NP week

National Nurse Practitioners Week

Nurse Practitioner Week takes place annually in the second week of November to recognize these incredible healthcare providers and raise awareness of the powerful role they play in ensuring general health and well-being. Can you believe that the nurse practitioner profession has been in existence for 56 years now? Nurse practitioners are highly educated and trained medical professionals who are almost like doctors. In addition to their fundamental roles as registered nurses, they can provide primary care, counseling, diagnosis, offer health education, and write prescriptions.


The nurse practitioner profession started in 1965 to respond to the increasing demand for primary care providers in the United States. The government recently expanded Medicare and Medicaid to cover disadvantaged people, leading to a mismatch in the number of available physicians and the large population of people now qualified for primary care.

The first nurse practitioner program (NP) was launched at the University of Colorado in 1965 by NP pioneers Loretta Ford, EdD, PNP, FAAN, and Henry Silver, MD. It started as a certificate program, but in the early 1970s, the university upgraded it to a full master’s degree program.

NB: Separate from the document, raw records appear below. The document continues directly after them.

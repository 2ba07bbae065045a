// src/ingest/http.rs
//! HTTP seam shared by the adapters. `Transport` is the trait tests fake;
//! `HttpTransport` is the reqwest-backed production implementation.

use anyhow::{Context, Result};
use async_trait::async_trait;
use indexmap::IndexMap;
use reqwest::header::{HeaderMap, HeaderName, HeaderValue, ACCEPT_LANGUAGE};
use std::time::Duration;
use thiserror::Error;

use crate::config::HttpConfig;

/// Why a single fetch failed. Adapters log these and skip the unit.
#[derive(Debug, Error)]
pub enum FetchError {
    #[error("HTTP {status} for {url}")]
    Status { status: u16, url: String },

    #[error("timeout fetching {url}")]
    Timeout { url: String },

    #[error("request to {url} failed: {source}")]
    Transport {
        url: String,
        #[source]
        source: reqwest::Error,
    },

    #[error("unexpected payload from {url}: {reason}")]
    Shape { url: String, reason: String },
}

impl FetchError {
    fn from_reqwest(url: &str, e: reqwest::Error) -> Self {
        if e.is_timeout() {
            FetchError::Timeout {
                url: url.to_string(),
            }
        } else {
            FetchError::Transport {
                url: url.to_string(),
                source: e,
            }
        }
    }
}

#[async_trait]
pub trait Transport: Send + Sync {
    /// GET a page and return its body. Non-2xx is an error.
    async fn get_text(&self, url: &str) -> Result<String, FetchError>;

    /// POST a JSON body and parse the JSON response. Non-2xx or a non-JSON
    /// body is an error.
    async fn post_json(
        &self,
        url: &str,
        body: &serde_json::Value,
    ) -> Result<serde_json::Value, FetchError>;
}

pub struct HttpTransport {
    client: reqwest::Client,
}

impl HttpTransport {
    /// Build a client with the configured user agent/timeout plus per-source headers
    /// (e.g. a `Referer` the GraphQL endpoint expects).
    pub fn new(cfg: &HttpConfig, extra_headers: &IndexMap<String, String>) -> Result<Self> {
        let mut headers = HeaderMap::new();
        headers.insert(
            ACCEPT_LANGUAGE,
            HeaderValue::from_static("de-DE,de;q=0.9,en-US;q=0.8,en;q=0.7"),
        );
        for (k, v) in extra_headers {
            let name = HeaderName::from_bytes(k.as_bytes())
                .with_context(|| format!("invalid header name `{k}`"))?;
            let value =
                HeaderValue::from_str(v).with_context(|| format!("invalid value for header `{k}`"))?;
            headers.insert(name, value);
        }

        let client = reqwest::Client::builder()
            .user_agent(cfg.user_agent.clone())
            .connect_timeout(Duration::from_secs(cfg.timeout_secs.min(10)))
            .timeout(Duration::from_secs(cfg.timeout_secs))
            .default_headers(headers)
            .build()
            .context("building http client")?;
        Ok(Self { client })
    }
}

#[async_trait]
impl Transport for HttpTransport {
    async fn get_text(&self, url: &str) -> Result<String, FetchError> {
        let resp = self
            .client
            .get(url)
            .send()
            .await
            .map_err(|e| FetchError::from_reqwest(url, e))?;
        let status = resp.status();
        if !status.is_success() {
            return Err(FetchError::Status {
                status: status.as_u16(),
                url: url.to_string(),
            });
        }
        resp.text().await.map_err(|e| FetchError::from_reqwest(url, e))
    }

    async fn post_json(
        &self,
        url: &str,
        body: &serde_json::Value,
    ) -> Result<serde_json::Value, FetchError> {
        let resp = self
            .client
            .post(url)
            .json(body)
            .send()
            .await
            .map_err(|e| FetchError::from_reqwest(url, e))?;
        let status = resp.status();
        if !status.is_success() {
            return Err(FetchError::Status {
                status: status.as_u16(),
                url: url.to_string(),
            });
        }
        let text = resp
            .text()
            .await
            .map_err(|e| FetchError::from_reqwest(url, e))?;
        serde_json::from_str(&text).map_err(|e| FetchError::Shape {
            url: url.to_string(),
            reason: format!("non-JSON body ({e})"),
        })
    }
}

In the 1970s, the NP program, primarily focused on pediatrics, was expanded to other areas, including family NP programs and adult NP programs. By 1973, the NP programs had grown to 65. The following year, the American Nurses Association (ANA) established the Council of Primary Care Nurse Practitioners to legitimize the role of Nurse Practitioners. By 1977, the ANA was offering NP certification exams. Before the end of the decade, the number of NPs had increased to 15,000.

In 1985, the American Academy of Nurse Practitioners (AANP) was founded and gained 100 members at the end of its first year. The government began investing in the Nurse Practitioner profession, with $100 million spent on NP education by 1987.

Despite its acceptance by the government, nurse practitioners were not legally recognized as providers, which restricted them from accessing reimbursement. The NP leaders began working with various stakeholders to ensure NPs were eligible for reimbursement. That led to the Omnibus Reconciliation Act being passed by Congress in 1989 and the Balanced Budget Act of 1997.

Although nurse practitioners are legally allowed to practice in all 50 states, some restrictions are still placed on their range of practice, even today. Such rules led to the AANP creating National Nurse Practitioner Week in 2004 to celebrate the importance of nurse practitioners and get lawmakers to remove the barriers to practice.